1.3.2. Tujuan Khusus
1. Untuk mengetahui hubungan faktor demografi yaitu jenis kelamin, umur, tinggi
badan, berat badan, lama kerja, merokok dan penyakit paru yang dialami terhadap
fungsi paru pada pekerja pabrik pengolahan kayu.
2. Untuk mengetahui hubungan paparan debu (riwayat paparan dan lama terpapar)
terhadap fungsi paru pada pekerja pabrik pengolahan kayu.

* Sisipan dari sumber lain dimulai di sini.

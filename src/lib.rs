//! # taskgate
//!
//! **taskgate** is a bounded-concurrency task executor for async Rust.
//!
//! It caps how many tasks run at once (`core_size`), buffers excess work in a bounded
//! waiting queue (`queue_size`), and applies an explicit [`OverloadPolicy`] once both are
//! full. When a running task completes, the next waiting task is picked by the
//! [`SchedulePolicy`]. Built for clients that must cap in-flight operations without
//! unbounded worker growth.
//!
//! ## Architecture
//! ### Overview
//! ```text
//!       execute(task) / submit(task)            execute(task) / submit(task)
//!                  │                                       │
//! ┌────────────────▼──────────────────┐   ┌────────────────▼──────────────────┐
//! │ Executor A                        │   │ Executor B                        │
//! │  - Lanes (one mutex)              │   │  - Lanes                          │
//! │     running set  ≤ core_size      │   │     running set  ≤ core_size      │
//! │     waiting queue ≤ queue_size    │   │     waiting queue ≤ queue_size    │
//! │  - SchedulePolicy / OverloadPolicy│   │  - SchedulePolicy / OverloadPolicy│
//! │  - Bus (broadcast events)         │   │  - Bus                            │
//! └────────────────┬──────────────────┘   └────────────────┬──────────────────┘
//!                  │ dispatch(Work)                        │
//!                  ▼                                       ▼
//!        ┌──────────────────────────────────────────────────────────┐
//!        │        Arc<dyn WorkerPool>  (shared, e.g. RuntimePool)   │
//!        └──────────────────────────────────────────────────────────┘
//!
//! Bus ──► subscriber listener ──► SubscriberSet ──► worker per subscriber ──► on_event()
//! ```
//!
//! ### Lifecycle of a job
//! ```text
//! submit(task)
//!   ├─ running < core_size   ─► running set ─► pool ─► run_once(task)
//!   ├─ waiting < queue_size  ─► waiting queue
//!   └─ both full             ─► OverloadPolicy
//!        ├─ DiscardOldestInQueue ─► evict waiting head, enqueue
//!        ├─ DiscardNewestInQueue ─► evict waiting tail, enqueue
//!        ├─ CallerRuns           ─► run inline on the caller
//!        ├─ DiscardCurrentTask   ─► drop the new task
//!        └─ RejectWithError      ─► Err(SubmitError::Rejected)
//!
//! run_once(task) finished
//!   ├─► remove from running set (missing ─► clear running set, BookkeepingReset)
//!   ├─► SchedulePolicy picks next waiting job ─► pool
//!   └─► resolve TaskHandle
//! ```
//!
//! ## Features
//! | Area              | Description                                              | Key types / traits                         |
//! |-------------------|----------------------------------------------------------|--------------------------------------------|
//! | **Executor**      | Admission, completion scheduling, runtime reconfiguration| [`Executor`], [`ExecutorBuilder`]          |
//! | **Policies**      | Dequeue order and overload disposition                   | [`SchedulePolicy`], [`OverloadPolicy`]     |
//! | **Worker pools**  | Shared execution backends                                | [`WorkerPool`], [`RuntimePool`]            |
//! | **Tasks**         | Units of work with reference identity                    | [`Task`], [`TaskFn`], [`TaskRef`]          |
//! | **Subscriber API**| Hook into job lifecycle events                           | [`Subscribe`], [`Event`]                   |
//! | **Errors**        | Typed errors for config, admission and task outcomes     | [`ConfigError`], [`SubmitError`], [`TaskError`] |
//! | **Configuration** | Limits and policies, from code or environment            | [`ExecutorConfig`]                         |
//!
//! ## Optional features
//! - `logging`: exports the built-in [`LogWriter`] subscriber.
//!
//! ## Example
//! ```rust
//! use std::sync::Arc;
//! use taskgate::{Executor, ExecutorConfig, OverloadPolicy, TaskError, TaskFn, TaskRef};
//!
//! #[tokio::main]
//! async fn main() -> Result<(), Box<dyn std::error::Error>> {
//!     let cfg = ExecutorConfig::sized(2).with_overload(OverloadPolicy::CallerRuns);
//!     let exec = Executor::new(cfg)?;
//!
//!     let fetch: TaskRef = TaskFn::arc("fetch", || async {
//!         tokio::time::sleep(std::time::Duration::from_millis(10)).await;
//!         Ok::<(), TaskError>(())
//!     });
//!
//!     let mut handles = Vec::new();
//!     for _ in 0..8 {
//!         handles.push(exec.submit(Arc::clone(&fetch)).await?);
//!     }
//!     for h in handles {
//!         h.await?;
//!     }
//!     println!("{}", exec.info());
//!     Ok(())
//! }
//! ```
mod error;
mod events;
mod executor;
mod policies;
mod pool;
mod subscribers;
mod tasks;

#[cfg(test)]
mod test_utils;

// ---- Public re-exports ----

pub use error::{ConfigError, PoolError, SubmitError, TaskError};
pub use events::{Bus, Event, EventKind};
pub use executor::{
    Executor, ExecutorBuilder, ExecutorConfig, ExecutorInfo, ExecutorStats, JobId,
    QUEUE_SLOTS_PER_CORE, TaskHandle,
};
pub use policies::{Overflow, OverloadPolicy, SchedulePolicy};
pub use pool::{PoolState, Refusal, RuntimePool, Work, WorkerPool};
pub use subscribers::{Subscribe, SubscriberSet};
pub use tasks::{BoxTaskFuture, Task, TaskFn, TaskRef, same_task};

// Optional: expose a simple built-in logger subscriber.
// Enable with: `--features logging`
#[cfg(feature = "logging")]
pub use subscribers::LogWriter;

3. Untuk mengetahui gangguan fungsi paru yaitu gangguan retriksi, obstruksi dan
kombinasi penurunan faal paru pada pekerja pabrik pengolahan kayu.

8
Universitas Sumatera Utara

1.4. MANFAAT PENELITIAN
1. Memberikan informasi kepada para pekerja pabrik pengolahan kayu akibat dampak
paparan debu kayu selama bertahun-tahun bekerja.
2. Menyusun rencana penanggulangan dalam rangka mengurangi faktor resiko gangguan
fungsi paru pada para pekerja pabrik pengolahan kayu.
3. Menyediakan data dan fasilitas terhadap para pekerja pabrik pengolahan kayu untuk
upaya dan kebijakan perbaikan derajat kesehatan paru.